Своими видел я глазами,
Как солнце скорбное, омытое слезами,
Сквозь тучу вышло на поля,
В последний раз детей поцеловало,
В последний раз...
Шумел осенний лес. Казалось, что сейчас
Он обезумел. Гневно бушевала
Его листва. Сгущалась мгла вокруг.
Я слышал: мощный дуб свалился вдруг,
Он падал, издавая вздох тяжелый.
Детей внезапно охватил испуг, --
Прижались к матерям, цепляясь за подолы.
И выстрела раздался резкий звук,
Прервав проклятье,
Что вырвалось у женщины одной.
Ребенок, мальчуган больной,
Головку спрятал в складках платья
Еще не старой женщины. Она
Смотрела, ужаса полна.
Как не лишиться ей рассудка!
Все понял, понял все малютка.
-- Спрячь, мамочка, меня! Не надо умирать! --
Он плачет и, как лист, сдержать не может дрожи.
Дитя, что ей всего дороже,
Нагнувшись, подняла двумя руками мать,
Прижала к сердцу, против дула прямо...
-- Я, мама, жить хочу. Не надо, мама!
Пусти меня, пусти!

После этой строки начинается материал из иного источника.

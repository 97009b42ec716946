//! # Users
//!
//! The user record, the storage trait the engines work against, and an
//! in-memory store. Uniqueness of email and username is the store's job and
//! must hold atomically with the insert, so the in-memory implementation
//! keeps its secondary indexes under the same write lock as the rows.

use chrono::{DateTime, Utc};
use serde::Serialize;
use std::collections::HashMap;
use std::sync::RwLock;

use super::errors::{AuthError, AuthResult};

// ==================
// User Record
// ==================

/// A user account
#[derive(Debug, Clone)]
pub struct User {
    pub id: i64,
    pub email: String,
    /// Assigned by federated provisioning; local registrations start without one
    pub username: Option<String>,
    /// Absent for accounts that only ever signed in through a provider
    pub password_hash: Option<String>,
    pub is_active: bool,
    pub image: Option<String>,
    pub two_factor_enabled: bool,
    /// Present iff two-factor is enabled
    pub totp_secret: Option<String>,
    /// One-use recovery codes; the set shrinks as codes are consumed
    pub backup_codes: Vec<String>,
    pub created_at: DateTime<Utc>,
    pub updated_at: DateTime<Utc>,
}

impl User {
    /// The view of the account that is safe to serialize into responses
    pub fn profile(&self) -> UserProfile {
        UserProfile {
            id: self.id,
            email: self.email.clone(),
            username: self.username.clone(),
            image: self.image.clone(),
            two_factor_enabled: self.two_factor_enabled,
        }
    }
}

/// Public projection of a user (no hashes, no secrets)
#[derive(Debug, Clone, Serialize)]
pub struct UserProfile {
    pub id: i64,
    pub email: String,
    pub username: Option<String>,
    pub image: Option<String>,
    pub two_factor_enabled: bool,
}

/// Fields for creating a user; the store assigns id and timestamps
#[derive(Debug, Clone)]
pub struct NewUser {
    pub email: String,
    pub username: Option<String>,
    pub password_hash: Option<String>,
    pub image: Option<String>,
    pub is_active: bool,
}

// ==================
// Store Trait
// ==================

/// Persistence for user accounts
pub trait UserStore: Send + Sync {
    fn find_by_id(&self, id: i64) -> AuthResult<Option<User>>;

    fn find_by_email(&self, email: &str) -> AuthResult<Option<User>>;

    /// Create a user, enforcing email and username uniqueness atomically
    fn create(&self, new_user: NewUser) -> AuthResult<User>;

    /// Replace the stored row for `user.id`
    fn update(&self, user: &User) -> AuthResult<User>;
}

// ==================
// In-Memory Store
// ==================

#[derive(Default)]
struct Rows {
    users: HashMap<i64, User>,
    email_index: HashMap<String, i64>,
    username_index: HashMap<String, i64>,
    next_id: i64,
}

/// In-memory user store
pub struct InMemoryUserStore {
    rows: RwLock<Rows>,
}

impl InMemoryUserStore {
    pub fn new() -> Self {
        Self {
            rows: RwLock::new(Rows::default()),
        }
    }
}

impl Default for InMemoryUserStore {
    fn default() -> Self {
        Self::new()
    }
}

impl UserStore for InMemoryUserStore {
    fn find_by_id(&self, id: i64) -> AuthResult<Option<User>> {
        let rows = self.rows.read().unwrap();
        Ok(rows.users.get(&id).cloned())
    }

    fn find_by_email(&self, email: &str) -> AuthResult<Option<User>> {
        let rows = self.rows.read().unwrap();
        Ok(rows
            .email_index
            .get(email)
            .and_then(|id| rows.users.get(id))
            .cloned())
    }

    fn create(&self, new_user: NewUser) -> AuthResult<User> {
        let mut rows = self.rows.write().unwrap();

        if rows.email_index.contains_key(&new_user.email) {
            return Err(AuthError::EmailExists(new_user.email));
        }
        if let Some(username) = &new_user.username {
            if rows.username_index.contains_key(username) {
                return Err(AuthError::UsernameExists(username.clone()));
            }
        }

        rows.next_id += 1;
        let now = Utc::now();
        let user = User {
            id: rows.next_id,
            email: new_user.email,
            username: new_user.username,
            password_hash: new_user.password_hash,
            is_active: new_user.is_active,
            image: new_user.image,
            two_factor_enabled: false,
            totp_secret: None,
            backup_codes: Vec::new(),
            created_at: now,
            updated_at: now,
        };

        rows.email_index.insert(user.email.clone(), user.id);
        if let Some(username) = &user.username {
            rows.username_index.insert(username.clone(), user.id);
        }
        rows.users.insert(user.id, user.clone());
        Ok(user)
    }

    fn update(&self, user: &User) -> AuthResult<User> {
        let mut rows = self.rows.write().unwrap();

        let existing = rows
            .users
            .get(&user.id)
            .cloned()
            .ok_or(AuthError::UserNotFound(user.id))?;

        if user.email != existing.email {
            if rows.email_index.contains_key(&user.email) {
                return Err(AuthError::EmailExists(user.email.clone()));
            }
            rows.email_index.remove(&existing.email);
            rows.email_index.insert(user.email.clone(), user.id);
        }
        if user.username != existing.username {
            if let Some(username) = &user.username {
                if rows.username_index.contains_key(username) {
                    return Err(AuthError::UsernameExists(username.clone()));
                }
            }
            if let Some(old) = &existing.username {
                rows.username_index.remove(old);
            }
            if let Some(username) = &user.username {
                rows.username_index.insert(username.clone(), user.id);
            }
        }

        let mut updated = user.clone();
        updated.updated_at = Utc::now();
        rows.users.insert(updated.id, updated.clone());
        Ok(updated)
    }
}

#[cfg(test)]
mod tests {
    use super::*;

    fn new_user(email: &str) -> NewUser {
        NewUser {
            email: email.to_string(),
            username: None,
            password_hash: Some("$argon2id$fake".to_string()),
            image: None,
            is_active: true,
        }
    }

    #[test]
    fn test_create_and_find() {
        let store = InMemoryUserStore::new();
        let created = store.create(new_user("a@example.com")).unwrap();
        assert_eq!(created.id, 1);
        assert!(!created.two_factor_enabled);

        let by_id = store.find_by_id(created.id).unwrap().unwrap();
        assert_eq!(by_id.email, "a@example.com");

        let by_email = store.find_by_email("a@example.com").unwrap().unwrap();
        assert_eq!(by_email.id, created.id);

        assert!(store.find_by_email("missing@example.com").unwrap().is_none());
    }

    #[test]
    fn test_ids_are_sequential() {
        let store = InMemoryUserStore::new();
        let a = store.create(new_user("a@example.com")).unwrap();
        let b = store.create(new_user("b@example.com")).unwrap();
        assert_eq!(b.id, a.id + 1);
    }

    #[test]
    fn test_duplicate_email_rejected() {
        let store = InMemoryUserStore::new();
        store.create(new_user("a@example.com")).unwrap();
        let err = store.create(new_user("a@example.com")).unwrap_err();
        assert!(matches!(err, AuthError::EmailExists(_)));
    }

    #[test]
    fn test_duplicate_username_rejected() {
        let store = InMemoryUserStore::new();
        let mut first = new_user("a@example.com");
        first.username = Some("alice".to_string());
        store.create(first).unwrap();

        let mut second = new_user("b@example.com");
        second.username = Some("alice".to_string());
        let err = store.create(second).unwrap_err();
        assert!(matches!(err, AuthError::UsernameExists(_)));
    }

    #[test]
    fn test_update_round_trip() {
        let store = InMemoryUserStore::new();
        let mut user = store.create(new_user("a@example.com")).unwrap();

        user.two_factor_enabled = true;
        user.totp_secret = Some("SECRET".to_string());
        user.backup_codes = vec!["code1".to_string(), "code2".to_string()];
        let updated = store.update(&user).unwrap();
        assert!(updated.updated_at >= user.updated_at);

        let reread = store.find_by_id(user.id).unwrap().unwrap();
        assert!(reread.two_factor_enabled);
        assert_eq!(reread.backup_codes.len(), 2);
    }

    #[test]
    fn test_update_missing_user() {
        let store = InMemoryUserStore::new();
        let mut user = store.create(new_user("a@example.com")).unwrap();
        user.id = 999;
        let err = store.update(&user).unwrap_err();
        assert!(matches!(err, AuthError::UserNotFound(999)));
    }

    #[test]
    fn test_update_username_collision() {
        let store = InMemoryUserStore::new();
        let mut taken = new_user("a@example.com");
        taken.username = Some("alice".to_string());
        store.create(taken).unwrap();

        let mut user = store.create(new_user("b@example.com")).unwrap();
        user.username = Some("alice".to_string());
        let err = store.update(&user).unwrap_err();
        assert!(matches!(err, AuthError::UsernameExists(_)));
    }

    #[test]
    fn test_profile_hides_secrets() {
        let store = InMemoryUserStore::new();
        let mut user = store.create(new_user("a@example.com")).unwrap();
        user.totp_secret = Some("SECRET".to_string());
        let user = store.update(&user).unwrap();

        let json = serde_json::to_value(user.profile()).unwrap();
        assert!(json.get("password_hash").is_none());
        assert!(json.get("totp_secret").is_none());
        assert!(json.get("backup_codes").is_none());
        assert_eq!(json["email"], "a@example.com");
    }
}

Чего ты ждешь? --
И хочет вырваться из рук ребенок,
И страшен плач, и голос тонок,
И в сердце он вонзается, как нож.
-- Не бойся, мальчик мой. Сейчас вздохнешь ты
вольно.
Закрой глаза, но голову не прячь,
Чтобы тебя живым не закопал палач.
Терпи, сынок, терпи. Сейчас не будет больно. --
И он закрыл глаза. И заалела кровь,
По шее лентой красной извиваясь.
Две жизни наземь падают, сливаясь,
Две жизни и одна любовь!
Гром грянул. Ветер свистнул в тучах.
Заплакала земля в тоске глухой,
О, сколько слез, горячих и горючих!
Земля моя, скажи мне, что с тобой?
Ты часто горе видела людское,
Ты миллионы лет цвела для нас,
Но испытала ль ты хотя бы раз
Такой позор и варварство такое?
Страна моя, враги тебе грозят,
Но выше подними великой правды знамя,
Омой его земли кровавыми слезами,
И пусть его лучи пронзят,
Пусть уничтожат беспощадно
Тех варваров, тех дикарей,
Что кровь детей глотают жадно,
Кровь наших матерей...
DR
Doronin Roman
63 096
Опять он вспомнил партизанский лазарет
С бинтом застиранным и запахом карболки,
И с юной рыжей медсестричкой-балаболкой...
За каждой болью её сердце рвалось вслед:
"Ты потерпи, касатик, ну совсем немного,
Сейчас, мой милый, непременно боль пройдёт... "
И улыбалась, пряча за улыбкою тревогу,
И умирающего гладила, а тот -
Такой же юный - вспоминал, наверно, детство,
И уносился мыслями в далёко-далеко,
Где запах хлеба - ото всех болезней средство,
Где мама ставила на стол парное молоко.
Что стоило ей школьнице вчерашней
Всё пережить, смерть видя по сто раз на дню?
Наверно, дай ей волю, с немцем в рукопашной,
Она б за каждого отдала жизнь свою…
С годами многое распалось на осколки:
Не совершенна память, да и старости черёд,
Но голос юной медсестрички-балаболки
Его поддерживал всегда: «Мой милый, боль пройдёт!»
Когда свой танк
веду на фланге взвода,
Иль мчусь на дот
сквозь шквал горячих пург,

Я помню о друзьях
с далекого завода,
Я помню о тебе,
товарищ металлург,

Я вижу:
у конвертора в литейной
Тебя,
вскрывающем
горячее горно,

И пламенем
расплавленного штейна,
Как золотом, лицо озарено.

Я знаю:
будет сталь
добротного закала,

От вражьих мин
она хранит меня -
Отлитая из твоего металла
могучая
советская
броня.

Твой труд бойца
живет в твоем металле,
И это друг,
дороже всех наград -

Наверняка я шлю
из твердой стали
В немецкий "тигр"
грохочущий снаряд.

Мы боремся в едином
крепком сплаве -
И фронт и тыл,
как две руки, всегда.

И знай:
в моей армейской
бранной славе
Сияет слава
твоего труда.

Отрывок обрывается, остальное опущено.